==== Given data

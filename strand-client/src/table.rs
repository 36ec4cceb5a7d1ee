//! Immutable partition table snapshots and key routing.
//!
//! A table is built once from a directory `DataStatus` and never mutated;
//! refreshing swaps in a whole new table behind an `Arc`. Routing is a
//! greatest-lower-bound search over the ascending slot begins, so a key
//! always lands on the partition whose range starts at or below its slot.

use strand_core::{limits, DataStatus, ReplicaChain};
use strand_rpc::slot_hash;

use crate::error::{ClientError, ClientResult};

/// One validated snapshot of a data set's hash-range layout.
#[derive(Debug, Clone)]
pub struct PartitionTable {
    /// Data set path this table routes for.
    path: String,
    /// Replica chains in ascending slot order.
    chains: Vec<ReplicaChain>,
    /// First slot of each chain, ascending; `slot_begins[0] == 0`.
    slot_begins: Vec<u32>,
}

impl PartitionTable {
    /// Builds a table from a directory status.
    ///
    /// # Errors
    /// Returns [`ClientError::InvalidTable`] if the status has no
    /// partitions or more than [`limits::PARTITIONS_MAX`], does not
    /// start at slot 0, or is not strictly ascending by slot begin.
    pub fn from_status(path: impl Into<String>, status: &DataStatus) -> ClientResult<Self> {
        let path = path.into();
        if status.chains.is_empty() {
            return Err(ClientError::InvalidTable {
                path,
                message: "status lists no partitions".to_string(),
            });
        }
        if status.chains.len() > limits::PARTITIONS_MAX as usize {
            return Err(ClientError::InvalidTable {
                path,
                message: format!(
                    "status lists {} partitions, limit {}",
                    status.chains.len(),
                    limits::PARTITIONS_MAX
                ),
            });
        }

        let slot_begins: Vec<u32> = status.chains.iter().map(|chain| chain.slots.begin).collect();
        if slot_begins[0] != 0 {
            return Err(ClientError::InvalidTable {
                path,
                message: format!("first partition begins at slot {}, expected 0", slot_begins[0]),
            });
        }
        if !slot_begins.windows(2).all(|pair| pair[0] < pair[1]) {
            return Err(ClientError::InvalidTable {
                path,
                message: "slot begins are not strictly ascending".to_string(),
            });
        }

        Ok(Self {
            path,
            chains: status.chains.clone(),
            slot_begins,
        })
    }

    /// Index of the partition owning `slot`.
    #[must_use]
    pub fn partition_for(&self, slot: u32) -> usize {
        // Greatest lower bound over the ascending begins. The first begin
        // is 0, so every slot has one; Err(0) cannot occur.
        match self.slot_begins.binary_search(&slot) {
            Ok(index) => index,
            Err(index) => index - 1,
        }
    }

    /// Chain owning `slot`.
    #[must_use]
    pub fn route(&self, slot: u32) -> &ReplicaChain {
        &self.chains[self.partition_for(slot)]
    }

    /// Chain owning `key`'s slot.
    #[must_use]
    pub fn route_key(&self, key: &[u8]) -> &ReplicaChain {
        self.route(slot_hash(key))
    }

    /// Replica chains in ascending slot order.
    #[must_use]
    pub fn chains(&self) -> &[ReplicaChain] {
        &self.chains
    }

    /// Data set path this table routes for.
    #[must_use]
    pub fn path(&self) -> &str {
        &self.path
    }

    /// Number of partitions.
    #[must_use]
    pub fn len(&self) -> usize {
        self.chains.len()
    }

    /// Always false; a valid table has at least one partition.
    #[must_use]
    pub fn is_empty(&self) -> bool {
        self.chains.is_empty()
    }
}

========

Required work — Word for word, give the records again.

Response to the task —
filename strand-client/src/table.rs
repository 36ec4cceb5a7d1ee
//! Immutable partition table snapshots and key routing.
//!
//! A table is built once from a directory `DataStatus` and never mutated;
//! refreshing swaps in a whole new table behind an `Arc`. Routing is a
//! greatest-lower-bound search over the ascending slot begins, so a key
//! always lands on the partition whose range starts at or below its slot.

use strand_core::{limits, DataStatus, ReplicaChain};
use strand_rpc::slot_hash;

use crate::error::{ClientError, ClientResult};

/// One validated snapshot of a data set's hash-range layout.
#[derive(Debug, Clone)]
pub struct PartitionTable {
    /// Data set path this table routes for.
    path: String,
    /// Replica chains in ascending slot order.
    chains: Vec<ReplicaChain>,
    /// First slot of each chain, ascending; `slot_begins[0] == 0`.
    slot_begins: Vec<u32>,
}

impl PartitionTable {
    /// Builds a table from a directory status.
    ///
    /// # Errors
    /// Returns [`ClientError::InvalidTable`] if the status has no
    /// partitions or more than [`limits::PARTITIONS_MAX`], does not
    /// start at slot 0, or is not strictly ascending by slot begin.
    pub fn from_status(path: impl Into<String>, status: &DataStatus) -> ClientResult<Self> {
        let path = path.into();
        if status.chains.is_empty() {
            return Err(ClientError::InvalidTable {
                path,
                message: "status lists no partitions".to_string(),
            });
        }
        if status.chains.len() > limits::PARTITIONS_MAX as usize {
            return Err(ClientError::InvalidTable {
                path,
                message: format!(
                    "status lists {} partitions, limit {}",
                    status.chains.len(),
                    limits::PARTITIONS_MAX
                ),
            });
        }

        let slot_begins: Vec<u32> = status.chains.iter().map(|chain| chain.slots.begin).collect();
        if slot_begins[0] != 0 {
            return Err(ClientError::InvalidTable {
                path,
                message: format!("first partition begins at slot {}, expected 0", slot_begins[0]),
            });
        }
        if !slot_begins.windows(2).all(|pair| pair[0] < pair[1]) {
            return Err(ClientError::InvalidTable {
                path,
                message: "slot begins are not strictly ascending".to_string(),
            });
        }

        Ok(Self {
            path,
            chains: status.chains.clone(),
            slot_begins,
        })
    }

    /// Index of the partition owning `slot`.
    #[must_use]
    pub fn partition_for(&self, slot: u32) -> usize {
        // Greatest lower bound over the ascending begins. The first begin
        // is 0, so every slot has one; Err(0) cannot occur.
        match self.slot_begins.binary_search(&slot) {
            Ok(index) => index,
            Err(index) => index - 1,
        }
    }

    /// Chain owning `slot`.
    #[must_use]
    pub fn route(&self, slot: u32) -> &ReplicaChain {
        &self.chains[self.partition_for(slot)]
    }

    /// Chain owning `key`'s slot.
    #[must_use]
    pub fn route_key(&self, key: &[u8]) -> &ReplicaChain {
        self.route(slot_hash(key))
    }

    /// Replica chains in ascending slot order.
    #[must_use]
    pub fn chains(&self) -> &[ReplicaChain] {
        &self.chains
    }

    /// Data set path this table routes for.
    #[must_use]
    pub fn path(&self) -> &str {
        &self.path
    }

    /// Number of partitions.
    #[must_use]
    pub fn len(&self) -> usize {
        self.chains.len()
    }

    /// Always false; a valid table has at least one partition.
    #[must_use]
    pub fn is_empty(&self) -> bool {
        self.chains.is_empty()
    }
}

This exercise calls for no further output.